Thursday, July 12, 2007

Journalists, skeptics: Look out for polling data -- too many households are off the telecomm grid...

I have been discussing this with students for a couple of years:

"growing concern within the polling business about how long the landline telephone survey will remain a viable data collection tool, at least by itself." Source: centerformediaresearch.com
because with students, you see this trend up close. Lots of my colleagues who are 30 somethings are in this group too. Face it, if you moved, assuming you have been in the same place for five or more years, would you bother with a landline? This is a big worry for Public Opinion Researchers and pollsters and this will play havoc going into an election year in several ways I can imagine.

For political pollsters, note this finding "An analysis of young people ages 18-25 in one of the Pew polls found that the exclusion of the cell-only respondents resulted in significantly lower estimates of this age group's approval of alcohol consumption and marijuana use."

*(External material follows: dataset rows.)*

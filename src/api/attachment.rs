use std::path::PathBuf;

use crate::api::leave_request::{fetch_visible_leave, internal_error, not_found};
use crate::auth::auth::AuthUser;
use crate::config::Config;
use crate::model::leave_request::LeaveStatus;
use crate::utils::attachment_store;
use actix_web::http::header::{ContentDisposition, DispositionParam, DispositionType};
use actix_web::{HttpResponse, Responder, web};
use serde::Deserialize;
use serde_json::json;
use sqlx::SqlitePool;
use utoipa::IntoParams;

#[derive(Deserialize, IntoParams)]
pub struct UploadQuery {
    /// Original file name; its extension decides whether the upload is accepted
    pub filename: String,
}

pub(crate) fn attachment_response(
    bytes: Vec<u8>,
    filename: &str,
    content_type: &str,
) -> HttpResponse {
    HttpResponse::Ok()
        .content_type(content_type)
        .insert_header(ContentDisposition {
            disposition: DispositionType::Attachment,
            parameters: vec![DispositionParam::Filename(filename.to_string())],
        })
        .body(bytes)
}

/// Points a pending request at `stored`, provided its attachment is still
/// `previous`. Returns false when the row moved on in the meantime.
pub(crate) async fn replace_attachment(
    pool: &SqlitePool,
    leave_id: i64,
    student_id: i64,
    previous: Option<&str>,
    stored: &str,
) -> Result<bool, sqlx::Error> {
    let result = sqlx::query(
        r#"
        UPDATE leave_requests
        SET attachment_path = ?
        WHERE id = ?
        AND student_id = ?
        AND status = ?
        AND attachment_path IS ?
        "#,
    )
    .bind(stored)
    .bind(leave_id)
    .bind(student_id)
    .bind(LeaveStatus::Pending)
    .bind(previous)
    .execute(pool)
    .await?;

    Ok(result.rows_affected() == 1)
}

/// Upload or replace the attachment of a pending request
#[utoipa::path(
    put,
    path = "/api/leave/{leave_id}/attachment",
    params(
        ("leave_id" = i64, Path, description = "ID of the leave request"),
        UploadQuery
    ),
    request_body(content = String, description = "Raw file contents", content_type = "application/octet-stream"),
    responses(
        (status = 200, description = "Attachment stored", body = Object, example = json!({
            "message": "Attachment uploaded",
            "attachment": "clinic_note.pdf"
        })),
        (status = 400, description = "Unsupported file type, empty body or request not pending"),
        (status = 401, description = "Unauthorized"),
        (status = 403, description = "Forbidden"),
        (status = 404, description = "Leave request not found"),
        (status = 409, description = "Another upload replaced the attachment first")
    ),
    security(
        ("bearer_auth" = [])
    ),
    tag = "Leave"
)]
pub async fn upload_attachment(
    auth: AuthUser,
    pool: web::Data<SqlitePool>,
    config: web::Data<Config>,
    path: web::Path<i64>,
    query: web::Query<UploadQuery>,
    body: web::Bytes,
) -> actix_web::Result<impl Responder> {
    auth.require_student()?;
    let leave_id = path.into_inner();

    if attachment_store::allowed_extension(&query.filename).is_none() {
        return Ok(HttpResponse::BadRequest().json(json!({
            "message": "Only PDF, Word documents or images may be uploaded"
        })));
    }
    if body.is_empty() {
        return Ok(HttpResponse::BadRequest().json(json!({
            "message": "Attachment must not be empty"
        })));
    }

    let row = match fetch_visible_leave(&auth, pool.get_ref(), leave_id).await? {
        Some(row) => row,
        None => return Ok(not_found()),
    };
    if row.leave.status != LeaveStatus::Pending {
        return Ok(HttpResponse::BadRequest().json(json!({
            "message": "Attachments can only be changed while the request is pending"
        })));
    }

    let dir = PathBuf::from(&config.upload_dir);
    let original = query.into_inner().filename;
    let stored = web::block({
        let dir = dir.clone();
        move || attachment_store::save(&dir, &original, &body)
    })
    .await?
    .map_err(|e| internal_error(e, "Failed to store attachment"))?;

    let previous = row.leave.attachment_path;
    let swapped = replace_attachment(
        pool.get_ref(),
        leave_id,
        auth.user_id,
        previous.as_deref(),
        &stored,
    )
    .await
    .map_err(|e| internal_error(e, "Failed to record attachment"))?;

    // the loser of a race or a late review keeps nothing on disk
    let obsolete = if swapped { previous } else { Some(stored.clone()) };
    if let Some(name) = obsolete {
        let dir = dir.clone();
        let removed = web::block(move || attachment_store::remove(&dir, &name)).await?;
        if let Err(e) = removed {
            tracing::warn!(error = %e, leave_id, "Failed to remove obsolete attachment");
        }
    }

    if !swapped {
        return match fetch_visible_leave(&auth, pool.get_ref(), leave_id).await? {
            Some(row) if row.leave.status == LeaveStatus::Pending => {
                Ok(HttpResponse::Conflict().json(json!({
                    "message": "Attachment was changed by another upload, please retry"
                })))
            }
            _ => Ok(HttpResponse::BadRequest().json(json!({
                "message": "Leave request not found or already processed"
            }))),
        };
    }

    tracing::info!(leave_id, stored = %stored, "Attachment uploaded");

    Ok(HttpResponse::Ok().json(json!({
        "message": "Attachment uploaded",
        "attachment": attachment_store::display_name(&stored)
    })))
}

/// Download the attachment of a leave request
#[utoipa::path(
    get,
    path = "/api/leave/{leave_id}/attachment",
    params(
        ("leave_id" = i64, Path, description = "ID of the leave request")
    ),
    responses(
        (status = 200, description = "Attachment file"),
        (status = 401, description = "Unauthorized"),
        (status = 404, description = "No attachment or request not found")
    ),
    security(
        ("bearer_auth" = [])
    ),
    tag = "Leave"
)]
pub async fn download_attachment(
    auth: AuthUser,
    pool: web::Data<SqlitePool>,
    config: web::Data<Config>,
    path: web::Path<i64>,
) -> actix_web::Result<impl Responder> {
    let leave_id = path.into_inner();

    let stored = match fetch_visible_leave(&auth, pool.get_ref(), leave_id).await? {
        Some(row) => row.leave.attachment_path,
        None => return Ok(not_found()),
    };
    let Some(stored) = stored else {
        return Ok(HttpResponse::NotFound().json(json!({
            "message": "No attachment for this leave request"
        })));
    };

    let dir = PathBuf::from(&config.upload_dir);
    let name = stored.clone();
    let bytes = match web::block(move || attachment_store::read(&dir, &name)).await? {
        Ok(bytes) => bytes,
        Err(e) if e.kind() == std::io::ErrorKind::NotFound => {
            tracing::warn!(leave_id, stored = %stored, "Attachment file missing on disk");
            return Ok(HttpResponse::NotFound().json(json!({
                "message": "No attachment for this leave request"
            })));
        }
        Err(e) => return Err(internal_error(e, "Failed to read attachment")),
    };

    let display = attachment_store::display_name(&stored);
    Ok(attachment_response(
        bytes,
        display,
        attachment_store::content_type_for(display),
    ))
}

#[cfg(test)]
mod tests {
    use super::replace_attachment;
    use crate::model::role::Role;
    use crate::test_support::{TestEnv, bearer, with_peer};
    use actix_web::{http::StatusCode, test};

    #[actix_web::test]
    async fn upload_then_download_round_trip() {
        let env = TestEnv::new().await;
        let app = crate::test_app!(env);
        let (student_id, student) = env.user("student@test.com", Role::Student).await;
        let (_, teacher) = env.user("teacher@test.com", Role::Teacher).await;
        let leave_id = env.insert_leave(student_id, "Clinic visit").await;

        let req = with_peer(test::TestRequest::put().uri(&format!(
            "/api/leave/{leave_id}/attachment?filename=clinic%20note.PDF"
        )))
        .insert_header(bearer(&student))
        .set_payload("%PDF-1.4 fake")
        .to_request();
        let body: serde_json::Value = test::call_and_read_body_json(&app, req).await;
        assert_eq!(body["attachment"], "clinic_note.PDF");

        let req = with_peer(
            test::TestRequest::get().uri(&format!("/api/leave/{leave_id}/attachment")),
        )
        .insert_header(bearer(&teacher))
        .to_request();
        let resp = test::call_service(&app, req).await;
        assert_eq!(resp.status(), StatusCode::OK);
        assert_eq!(
            resp.headers().get("content-type").unwrap().to_str().unwrap(),
            "application/pdf"
        );
        let disposition = resp
            .headers()
            .get("content-disposition")
            .unwrap()
            .to_str()
            .unwrap()
            .to_string();
        assert!(disposition.contains("clinic_note.PDF"));
        assert_eq!(test::read_body(resp).await.as_ref(), b"%PDF-1.4 fake");

        // replacing keeps exactly one stored file
        let req = with_peer(test::TestRequest::put().uri(&format!(
            "/api/leave/{leave_id}/attachment?filename=scan.png"
        )))
        .insert_header(bearer(&student))
        .set_payload("png bytes")
        .to_request();
        assert_eq!(test::call_service(&app, req).await.status(), StatusCode::OK);
        let files = std::fs::read_dir(env.upload_dir.path()).unwrap().count();
        assert_eq!(files, 1);
    }

    #[actix_web::test]
    async fn rejects_bad_uploads() {
        let env = TestEnv::new().await;
        let app = crate::test_app!(env);
        let (student_id, student) = env.user("student@test.com", Role::Student).await;
        let (_, other) = env.user("student2@test.com", Role::Student).await;
        let leave_id = env.insert_leave(student_id, "Clinic visit").await;
        let uri = |name: &str| format!("/api/leave/{leave_id}/attachment?filename={name}");

        let req = with_peer(test::TestRequest::put().uri(&uri("run.exe")))
            .insert_header(bearer(&student))
            .set_payload("MZ")
            .to_request();
        assert_eq!(test::call_service(&app, req).await.status(), StatusCode::BAD_REQUEST);

        let req = with_peer(test::TestRequest::put().uri(&uri("empty.pdf")))
            .insert_header(bearer(&student))
            .to_request();
        assert_eq!(test::call_service(&app, req).await.status(), StatusCode::BAD_REQUEST);

        let req = with_peer(test::TestRequest::put().uri(&uri("note.pdf")))
            .insert_header(bearer(&other))
            .set_payload("x")
            .to_request();
        assert_eq!(test::call_service(&app, req).await.status(), StatusCode::NOT_FOUND);

        env.set_status(leave_id, "approved").await;
        let req = with_peer(test::TestRequest::put().uri(&uri("note.pdf")))
            .insert_header(bearer(&student))
            .set_payload("x")
            .to_request();
        assert_eq!(test::call_service(&app, req).await.status(), StatusCode::BAD_REQUEST);
    }

    #[actix_web::test]
    async fn download_without_attachment_is_not_found() {
        let env = TestEnv::new().await;
        let app = crate::test_app!(env);
        let (student_id, student) = env.user("student@test.com", Role::Student).await;
        let leave_id = env.insert_leave(student_id, "Clinic visit").await;

        let req = with_peer(
            test::TestRequest::get().uri(&format!("/api/leave/{leave_id}/attachment")),
        )
        .insert_header(bearer(&student))
        .to_request();
        assert_eq!(test::call_service(&app, req).await.status(), StatusCode::NOT_FOUND);
    }

    #[actix_web::test]
    async fn body_over_the_size_cap_is_refused() {
        let env = TestEnv::new().await;
        let app = crate::test_app!(env);
        let (student_id, student) = env.user("student@test.com", Role::Student).await;
        let leave_id = env.insert_leave(student_id, "Clinic visit").await;

        let oversized = vec![b'x'; env.config.max_attachment_bytes + 1];
        let req = with_peer(test::TestRequest::put().uri(&format!(
            "/api/leave/{leave_id}/attachment?filename=scan.pdf"
        )))
        .insert_header(bearer(&student))
        .set_payload(oversized)
        .to_request();
        assert_eq!(
            test::call_service(&app, req).await.status(),
            StatusCode::PAYLOAD_TOO_LARGE
        );
        assert_eq!(std::fs::read_dir(env.upload_dir.path()).unwrap().count(), 0);
    }

    #[actix_web::test]
    async fn replacing_from_a_stale_view_does_not_overwrite() {
        let env = TestEnv::new().await;
        let (student_id, _) = env.user("student@test.com", Role::Student).await;
        let leave_id = env.insert_leave(student_id, "Clinic visit").await;

        // two uploads both saw "no attachment"; only the first may win
        assert!(replace_attachment(&env.pool, leave_id, student_id, None, "first.pdf").await.unwrap());
        assert!(!replace_attachment(&env.pool, leave_id, student_id, None, "second.pdf").await.unwrap());

        let current: Option<String> =
            sqlx::query_scalar("SELECT attachment_path FROM leave_requests WHERE id = ?")
                .bind(leave_id)
                .fetch_one(&env.pool)
                .await
                .unwrap();
        assert_eq!(current.as_deref(), Some("first.pdf"));

        assert!(
            replace_attachment(&env.pool, leave_id, student_id, Some("first.pdf"), "third.pdf")
                .await
                .unwrap()
        );

        // another student cannot touch it
        assert!(
            !replace_attachment(&env.pool, leave_id, student_id + 1, Some("third.pdf"), "x.pdf")
                .await
                .unwrap()
        );
    }
}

The bias this introduces into polls is obvious, though the exact impact of it on election results and such is debatable. Some fascinating things about the difference between polling via landline and cellphones include that one can't use auto-dialers on cellphones, it is more labor intensive (e.g. more expensive) to screen cell-only respondents-- as much as 5 times more expensive.
In early 2003, just 3.2% of households were cell-only. By the fall of 2004, pollsters and journalists were openly worrying about the potential bias that cell-only households might create for political surveys. The National Election Pool's exit poll found that 7.1% of those who voted on Election Day had only a cell phone, and these cell-only voters were somewhat more Democratic and liberal than those who said they had a landline telephone.
Source: centerformediaresearch.com
This is from Center for Media Research but you can read it from Pew, too.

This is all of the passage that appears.